» **Exercise description**: Whenever a line in the data holds the string "derive", copy that line.

---- Exercise data

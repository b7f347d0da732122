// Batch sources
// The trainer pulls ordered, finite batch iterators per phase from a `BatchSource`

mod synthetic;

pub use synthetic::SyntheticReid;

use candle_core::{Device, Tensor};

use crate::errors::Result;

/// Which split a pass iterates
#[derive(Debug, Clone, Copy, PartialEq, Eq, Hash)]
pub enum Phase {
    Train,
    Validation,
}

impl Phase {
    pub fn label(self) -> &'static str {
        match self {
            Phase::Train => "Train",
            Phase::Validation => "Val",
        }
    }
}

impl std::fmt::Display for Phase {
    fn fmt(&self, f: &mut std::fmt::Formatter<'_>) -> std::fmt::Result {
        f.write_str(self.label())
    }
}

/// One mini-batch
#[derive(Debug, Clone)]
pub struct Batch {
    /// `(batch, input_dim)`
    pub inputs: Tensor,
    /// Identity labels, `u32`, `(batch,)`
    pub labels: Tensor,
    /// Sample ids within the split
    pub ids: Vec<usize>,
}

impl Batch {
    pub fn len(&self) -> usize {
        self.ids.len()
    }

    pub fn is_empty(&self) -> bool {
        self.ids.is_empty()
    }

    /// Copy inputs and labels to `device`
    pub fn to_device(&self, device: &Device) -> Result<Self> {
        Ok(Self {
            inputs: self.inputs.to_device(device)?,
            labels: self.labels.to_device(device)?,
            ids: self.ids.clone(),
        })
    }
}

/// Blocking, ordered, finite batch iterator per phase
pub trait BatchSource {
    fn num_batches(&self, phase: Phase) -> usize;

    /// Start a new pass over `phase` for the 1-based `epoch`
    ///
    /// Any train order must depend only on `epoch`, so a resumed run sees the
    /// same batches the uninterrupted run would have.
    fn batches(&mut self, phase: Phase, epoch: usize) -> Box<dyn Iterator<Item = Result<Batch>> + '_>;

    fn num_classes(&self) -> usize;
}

--------
---- Exercise data

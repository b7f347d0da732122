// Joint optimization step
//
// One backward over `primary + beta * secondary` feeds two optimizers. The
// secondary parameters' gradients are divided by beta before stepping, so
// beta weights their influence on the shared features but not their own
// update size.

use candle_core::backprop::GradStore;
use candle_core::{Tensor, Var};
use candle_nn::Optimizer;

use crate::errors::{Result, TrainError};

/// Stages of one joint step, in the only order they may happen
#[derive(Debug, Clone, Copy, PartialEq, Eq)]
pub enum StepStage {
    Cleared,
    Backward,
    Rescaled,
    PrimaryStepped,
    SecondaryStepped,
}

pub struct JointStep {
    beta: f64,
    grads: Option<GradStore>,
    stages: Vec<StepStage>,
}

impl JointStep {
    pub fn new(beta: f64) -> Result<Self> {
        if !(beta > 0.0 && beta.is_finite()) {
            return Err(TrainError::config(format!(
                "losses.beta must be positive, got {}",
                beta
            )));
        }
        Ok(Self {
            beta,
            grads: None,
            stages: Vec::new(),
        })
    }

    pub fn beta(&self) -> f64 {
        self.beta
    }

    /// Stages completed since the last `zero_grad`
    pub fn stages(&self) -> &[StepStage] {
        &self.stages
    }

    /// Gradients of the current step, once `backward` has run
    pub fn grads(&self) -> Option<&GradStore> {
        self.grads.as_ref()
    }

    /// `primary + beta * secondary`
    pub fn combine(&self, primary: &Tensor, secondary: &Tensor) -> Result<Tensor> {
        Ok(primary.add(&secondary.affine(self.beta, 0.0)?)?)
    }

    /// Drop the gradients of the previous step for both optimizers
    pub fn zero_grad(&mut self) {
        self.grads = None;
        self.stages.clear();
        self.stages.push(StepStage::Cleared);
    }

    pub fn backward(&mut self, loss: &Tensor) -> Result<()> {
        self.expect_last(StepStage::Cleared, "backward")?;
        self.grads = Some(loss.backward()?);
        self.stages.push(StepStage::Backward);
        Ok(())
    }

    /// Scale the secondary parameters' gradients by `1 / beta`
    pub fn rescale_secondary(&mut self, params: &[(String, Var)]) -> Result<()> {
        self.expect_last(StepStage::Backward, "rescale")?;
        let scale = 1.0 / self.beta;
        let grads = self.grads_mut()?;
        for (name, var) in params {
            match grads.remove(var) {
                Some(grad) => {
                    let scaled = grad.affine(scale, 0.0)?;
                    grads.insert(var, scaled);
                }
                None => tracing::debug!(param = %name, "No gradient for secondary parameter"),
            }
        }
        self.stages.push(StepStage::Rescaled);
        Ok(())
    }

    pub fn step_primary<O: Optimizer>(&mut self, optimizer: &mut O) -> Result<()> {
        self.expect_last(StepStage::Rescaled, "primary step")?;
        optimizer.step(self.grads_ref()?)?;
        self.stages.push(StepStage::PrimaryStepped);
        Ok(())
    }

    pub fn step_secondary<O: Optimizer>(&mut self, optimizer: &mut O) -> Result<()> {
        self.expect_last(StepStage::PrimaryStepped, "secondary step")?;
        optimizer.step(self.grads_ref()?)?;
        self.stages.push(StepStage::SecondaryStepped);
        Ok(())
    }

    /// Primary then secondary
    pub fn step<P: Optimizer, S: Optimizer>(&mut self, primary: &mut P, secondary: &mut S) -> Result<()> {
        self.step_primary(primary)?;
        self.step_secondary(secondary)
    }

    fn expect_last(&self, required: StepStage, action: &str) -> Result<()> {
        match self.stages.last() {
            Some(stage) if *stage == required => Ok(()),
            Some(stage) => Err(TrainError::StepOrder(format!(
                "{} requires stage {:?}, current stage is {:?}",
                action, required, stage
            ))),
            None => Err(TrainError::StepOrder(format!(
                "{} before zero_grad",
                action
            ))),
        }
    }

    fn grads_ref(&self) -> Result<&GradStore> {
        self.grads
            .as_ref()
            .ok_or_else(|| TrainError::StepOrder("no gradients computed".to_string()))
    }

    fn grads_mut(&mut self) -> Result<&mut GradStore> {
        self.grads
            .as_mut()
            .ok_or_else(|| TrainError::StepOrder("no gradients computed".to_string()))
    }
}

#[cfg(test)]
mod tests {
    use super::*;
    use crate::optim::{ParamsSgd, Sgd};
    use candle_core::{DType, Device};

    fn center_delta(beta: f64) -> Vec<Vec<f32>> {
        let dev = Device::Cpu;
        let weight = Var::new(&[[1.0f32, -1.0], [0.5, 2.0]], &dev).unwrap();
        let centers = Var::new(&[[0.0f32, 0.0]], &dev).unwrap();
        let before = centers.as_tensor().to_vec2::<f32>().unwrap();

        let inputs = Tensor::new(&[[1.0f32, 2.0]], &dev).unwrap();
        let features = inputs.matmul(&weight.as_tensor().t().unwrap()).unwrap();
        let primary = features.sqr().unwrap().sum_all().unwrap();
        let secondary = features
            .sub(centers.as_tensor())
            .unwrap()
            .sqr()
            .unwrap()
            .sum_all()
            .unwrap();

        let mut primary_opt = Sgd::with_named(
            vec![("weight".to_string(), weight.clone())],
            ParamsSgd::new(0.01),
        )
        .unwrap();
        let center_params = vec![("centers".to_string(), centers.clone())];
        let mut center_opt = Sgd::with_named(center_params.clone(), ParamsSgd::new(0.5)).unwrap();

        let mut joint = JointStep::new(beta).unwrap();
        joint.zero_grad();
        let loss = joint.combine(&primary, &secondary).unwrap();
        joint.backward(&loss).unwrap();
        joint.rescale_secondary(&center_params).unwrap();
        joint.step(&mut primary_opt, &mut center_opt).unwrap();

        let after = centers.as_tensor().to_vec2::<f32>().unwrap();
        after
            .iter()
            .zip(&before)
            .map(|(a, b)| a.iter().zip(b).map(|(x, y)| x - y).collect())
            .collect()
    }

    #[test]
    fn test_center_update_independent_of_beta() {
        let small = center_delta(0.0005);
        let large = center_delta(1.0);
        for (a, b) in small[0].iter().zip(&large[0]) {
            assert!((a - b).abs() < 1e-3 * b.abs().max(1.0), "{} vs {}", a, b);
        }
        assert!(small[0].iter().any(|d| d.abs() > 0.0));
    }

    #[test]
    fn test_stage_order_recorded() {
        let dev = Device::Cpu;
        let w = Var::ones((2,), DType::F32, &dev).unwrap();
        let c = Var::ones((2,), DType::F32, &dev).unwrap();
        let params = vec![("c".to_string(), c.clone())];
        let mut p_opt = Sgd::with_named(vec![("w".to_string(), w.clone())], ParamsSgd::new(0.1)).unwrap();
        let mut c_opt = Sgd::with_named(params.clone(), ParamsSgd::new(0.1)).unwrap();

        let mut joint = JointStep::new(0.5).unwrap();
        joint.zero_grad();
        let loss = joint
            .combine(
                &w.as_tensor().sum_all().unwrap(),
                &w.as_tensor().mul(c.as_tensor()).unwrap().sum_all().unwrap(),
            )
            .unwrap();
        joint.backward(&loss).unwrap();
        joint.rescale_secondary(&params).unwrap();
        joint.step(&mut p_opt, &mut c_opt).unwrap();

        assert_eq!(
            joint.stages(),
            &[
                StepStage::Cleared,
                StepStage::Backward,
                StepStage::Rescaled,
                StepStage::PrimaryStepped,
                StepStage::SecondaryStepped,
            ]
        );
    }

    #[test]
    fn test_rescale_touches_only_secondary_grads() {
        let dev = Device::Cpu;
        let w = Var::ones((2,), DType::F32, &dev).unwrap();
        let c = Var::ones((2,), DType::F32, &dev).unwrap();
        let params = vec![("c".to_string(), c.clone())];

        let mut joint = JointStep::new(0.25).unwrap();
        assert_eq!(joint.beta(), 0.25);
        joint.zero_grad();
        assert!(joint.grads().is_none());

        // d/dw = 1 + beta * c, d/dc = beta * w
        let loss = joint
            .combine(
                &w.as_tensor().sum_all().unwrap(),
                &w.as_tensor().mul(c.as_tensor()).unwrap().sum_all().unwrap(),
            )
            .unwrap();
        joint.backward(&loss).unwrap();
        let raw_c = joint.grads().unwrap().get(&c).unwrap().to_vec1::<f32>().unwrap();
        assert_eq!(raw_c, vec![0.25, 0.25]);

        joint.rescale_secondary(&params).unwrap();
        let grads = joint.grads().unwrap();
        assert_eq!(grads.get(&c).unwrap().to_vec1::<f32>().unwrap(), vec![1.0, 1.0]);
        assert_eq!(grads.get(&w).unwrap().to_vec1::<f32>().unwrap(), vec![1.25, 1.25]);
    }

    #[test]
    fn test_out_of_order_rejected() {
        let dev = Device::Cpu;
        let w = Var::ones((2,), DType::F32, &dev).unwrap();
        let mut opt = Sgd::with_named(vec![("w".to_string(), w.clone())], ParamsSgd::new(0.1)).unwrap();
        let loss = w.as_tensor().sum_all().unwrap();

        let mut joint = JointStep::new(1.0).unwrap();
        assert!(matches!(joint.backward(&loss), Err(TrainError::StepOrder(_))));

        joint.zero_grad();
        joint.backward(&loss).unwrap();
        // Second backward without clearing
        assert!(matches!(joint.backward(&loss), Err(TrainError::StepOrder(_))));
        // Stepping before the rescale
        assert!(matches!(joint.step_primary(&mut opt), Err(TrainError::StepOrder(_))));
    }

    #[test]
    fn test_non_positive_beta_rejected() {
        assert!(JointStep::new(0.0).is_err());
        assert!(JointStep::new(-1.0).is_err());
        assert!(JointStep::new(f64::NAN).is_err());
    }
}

--------

» **Solved problem**:
#[derive(Debug, Clone, Copy, PartialEq, Eq, Hash)]
#[derive(Debug, Clone)]
#[derive(Debug, Clone, Copy, PartialEq, Eq)]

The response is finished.